Wings of Change
“They would say, ‘Yes, Easter Seals is a great organization. I’ve given to them for years. They do a lot of good.’ But when probed, they couldn’t articulate very well what we did,” Sowa says.
Recognizing the need for stronger branding, Easter Seals partnered with Minneapolis-based advertising agency Campbell Mithun to overhaul its logo in a way that brought it back to its roots. Founded in 1919 by Ohio businessman Edgar Allen and originally named the National Society for Crippled Children, the organization launched in spring 1934 its first-ever fundraising campaign, which featured stamps that donors could place on envelopes and letters to show their support. The stamp campaign became an annual event; soon, thanks to the ongoing and overwhelming support it received from the public, the organization underwent a nationwide expansion.
By 1967, the seal was so well recognized that the organization formally changed its name to Easter Seals.
In an effort to get back to these roots and enhance the brand’s mission recognition, Campbell Mithun recommended changing what had been a square box with the slogan, “Easter Seals: Creating Solutions, Changing Lives,” to a box with serrated edges — to resemble the time-honored seals that continue to be used in the campaign to this day — and the slogan, “Easter Seals: Disability Services,” inside the logo.
Through the BrandTrust research, Easter Seals also found that whether people donate or volunteer, they’re motivated by how good giving makes them feel and that giving back affirms their worth as “good” people.
A new angle
In the past, Easter Seals’ direct messaging had been more institutional, i.e., focused mostly on what it does.
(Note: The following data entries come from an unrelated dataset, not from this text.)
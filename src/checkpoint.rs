//! Contains the [`Checkpointer`] type, which takes and restores snapshots

// Copyright (c) 2025 Ferrous Systems
// SPDX-License-Identifier: GPL-3.0-or-later

use core::mem::ManuallyDrop;

use crate::{
    Continuation, Error, MemoryMap, Platform, Snapshot,
    log::{debug, info, trace},
    region,
};

/// Anything that can take a checkpoint
///
/// The scheduler only needs this much of the [`Checkpointer`], which keeps it
/// portable.
pub trait Checkpoint {
    /// Save the whole execution context
    ///
    /// Returns [`Continuation::Fresh`] straight away, and may return again
    /// with [`Continuation::Resumed`] after any number of power cycles.
    fn checkpoint(&mut self) -> Continuation;
}

/// How much of the stack a checkpoint saves
#[derive(Copy, Clone, Debug, Default, PartialEq, Eq)]
#[cfg_attr(feature = "defmt", derive(defmt::Format))]
pub enum StackCapture {
    /// From the stack pointer up to the top of the stack
    #[default]
    Live,
    /// The whole stack region, including the unused part
    ///
    /// Slower, but handy if you want to look at a stack in the snapshot with
    /// a debugger.
    Whole,
}

/// Takes checkpoints, and resumes from them
///
/// The snapshot capacities are:
///
/// * `STACK`: bytes of stack, at least the size of the whole stack
/// * `DATA`: bytes of `.data`
/// * `BSS`: bytes of `.bss`
pub struct Checkpointer<'s, P: Platform, const STACK: usize, const DATA: usize, const BSS: usize>
{
    /// Where snapshots go
    snapshot: &'s mut Snapshot<P, STACK, DATA, BSS>,
    /// The hardware
    platform: P,
    /// The RAM we save, from the platform
    map: MemoryMap,
    /// How much stack we save
    stack_capture: StackCapture,
}

impl<'s, P: Platform, const STACK: usize, const DATA: usize, const BSS: usize>
    Checkpointer<'s, P, STACK, DATA, BSS>
{
    /// Build a checkpoint engine
    ///
    /// Fails if the platform's memory map does not fit in the snapshot.
    pub fn new(
        snapshot: &'s mut Snapshot<P, STACK, DATA, BSS>,
        platform: P,
        stack_capture: StackCapture,
    ) -> Result<Self, Error> {
        let map = platform.memory_map();
        snapshot.check_capacity(&map)?;
        Ok(Checkpointer {
            snapshot,
            platform,
            map,
            stack_capture,
        })
    }

    /// Look at the snapshot
    pub fn snapshot(&self) -> &Snapshot<P, STACK, DATA, BSS> {
        self.snapshot
    }

    /// Is there a snapshot we could resume from?
    pub fn has_snapshot(&self) -> bool {
        self.snapshot.is_valid()
    }

    /// The RAM that each checkpoint saves
    pub fn memory_map(&self) -> &MemoryMap {
        &self.map
    }

    /// The part of the stack to copy, given the saved stack pointer
    fn stack_span(
        map: &MemoryMap,
        stack_capture: StackCapture,
        registers: &P::Registers,
    ) -> region::Span {
        match stack_capture {
            StackCapture::Live => map.stack.live(P::stack_pointer(registers)),
            StackCapture::Whole => map.stack.whole(),
        }
    }

    /// Restore the snapshot and carry on from the checkpoint that took it
    ///
    /// Control reappears in the last call to [`Checkpoint::checkpoint`],
    /// which returns [`Continuation::Resumed`]. This never returns to its
    /// caller.
    ///
    /// Runs before RAM is initialised, so it does not log.
    ///
    /// # Safety
    ///
    /// There must be a valid snapshot, taken by this same firmware image.
    /// Everything in `.data`, `.bss` and on the main stack will be
    /// overwritten, so the caller must not be relying on any of it.
    pub unsafe fn resume(self) -> ! {
        let Checkpointer {
            snapshot,
            platform,
            map,
            stack_capture,
        } = self;

        snapshot.set_just_checkpointed(false);

        // SAFETY: the caller promises nothing needs the current contents, and
        // the snapshot is not in either region
        unsafe {
            region::restore(map.data, &snapshot.data);
            region::restore(map.bss, &snapshot.bss);
        }

        // We are about to overwrite the stack we are standing on, so the
        // rest happens on the resume stack. The job is moved off this stack
        // before anything is overwritten.
        let top = platform.resume_stack();
        let mut job = ManuallyDrop::new(ResumeJob {
            snapshot: snapshot as *mut Snapshot<P, STACK, DATA, BSS>,
            platform,
            map,
            stack_capture,
        });
        let job_ptr = &raw mut *job as *mut ();
        // SAFETY: the platform promises its resume stack is disjoint from
        // everything we restore
        unsafe { P::switch_stack(top, finish_resume::<P, STACK, DATA, BSS>, job_ptr) }
    }
}

impl<P: Platform, const STACK: usize, const DATA: usize, const BSS: usize> Checkpoint
    for Checkpointer<'_, P, STACK, DATA, BSS>
{
    /// Save the registers, static data, live stack and peripherals into the
    /// snapshot
    ///
    /// Interrupts are masked until the snapshot is complete.
    #[inline(never)]
    fn checkpoint(&mut self) -> Continuation {
        let continuation = critical_section::with(|_cs| {
            self.snapshot.invalidate();

            // SAFETY: the register file is ours to write. Everything we do
            // after this returns `Fresh` is either copying or writing into the
            // snapshot, so nothing the second return relies upon changes.
            let captured = unsafe { self.platform.capture(self.snapshot.registers.as_mut_ptr()) };
            if captured == Continuation::Resumed {
                // resume() has already done the rest. The snapshot we came
                // back from stays on record.
                self.snapshot.validate();
                return Continuation::Resumed;
            }

            // SAFETY: capture() just initialised it
            let registers = unsafe { self.snapshot.registers.assume_init_ref() };
            let span = Self::stack_span(&self.map, self.stack_capture, registers);

            // SAFETY: the regions come from the platform, the snapshot is in
            // none of them, and everything we call from here runs below the
            // captured stack pointer
            unsafe {
                region::save(self.map.data, &mut self.snapshot.data);
                region::save(self.map.bss, &mut self.snapshot.bss);
                region::save_stack(self.map.stack, span, &mut self.snapshot.stack);
            }
            self.snapshot
                .peripherals
                .write(self.platform.save_peripherals());

            self.snapshot.validate();
            self.snapshot.set_just_checkpointed(true);
            trace!("saved {=usize} bytes of stack", span.len);
            Continuation::Fresh
        });

        match continuation {
            Continuation::Fresh => debug!("checkpoint taken"),
            Continuation::Resumed => info!("resumed from checkpoint"),
        }
        debug_assert_eq!(
            continuation == Continuation::Fresh,
            self.snapshot.just_checkpointed()
        );
        continuation
    }
}

/// Everything the second half of [`Checkpointer::resume`] needs, so it can be
/// moved onto the resume stack
struct ResumeJob<P: Platform, const STACK: usize, const DATA: usize, const BSS: usize> {
    snapshot: *mut Snapshot<P, STACK, DATA, BSS>,
    platform: P,
    map: MemoryMap,
    stack_capture: StackCapture,
}

/// Restore the stack, peripherals and registers, and jump back into the
/// checkpoint
///
/// Runs on the resume stack.
///
/// # Safety
///
/// `job` must point to a [`ResumeJob`] which is not used again by anyone
/// else, and whose snapshot is valid.
unsafe extern "C-unwind" fn finish_resume<
    P: Platform,
    const STACK: usize,
    const DATA: usize,
    const BSS: usize,
>(
    job: *mut (),
) -> ! {
    // SAFETY: the caller promises this is a `ResumeJob` we now own. Reading
    // it copies it off the main stack before we overwrite that stack.
    let ResumeJob {
        snapshot,
        mut platform,
        map,
        stack_capture,
    } = unsafe { core::ptr::read(job as *mut ResumeJob<P, STACK, DATA, BSS>) };
    // SAFETY: the snapshot lives in non-volatile memory, not on any stack
    let snapshot = unsafe { &*snapshot };
    // SAFETY: the snapshot is valid, so capture() wrote the registers
    let registers = unsafe { snapshot.registers.assume_init_ref() };

    let span = Checkpointer::<P, STACK, DATA, BSS>::stack_span(&map, stack_capture, registers);
    // SAFETY: we are on the resume stack, not the one being restored
    unsafe {
        region::restore_stack(map.stack, span, &snapshot.stack);
    }

    // SAFETY: written together with the registers
    platform.restore_peripherals(unsafe { snapshot.peripherals.assume_init_ref() });

    // SAFETY: the stack is exactly as it was when the registers were captured
    unsafe { platform.reenter(registers) }
}


// End of File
The donor-centered research project showed the organization that the primary reasons individuals get involved with charitable organizations are more about themselves.
“I think it’s really important for us to understand that we’re helping [individuals] do the things that they essentially already want to do,” says Chris Cleghorn, executive vice president of direct and interactive marketing for Easter Seals. “In a sense, the donor is making a gift through us. The donor is giving to something that they value, and we’re sort of the vehicle through which they’re making that gift. We historically had focused too much on what we wanted the donor to think about us; now we’re trying to speak more to what the donor is interested in.”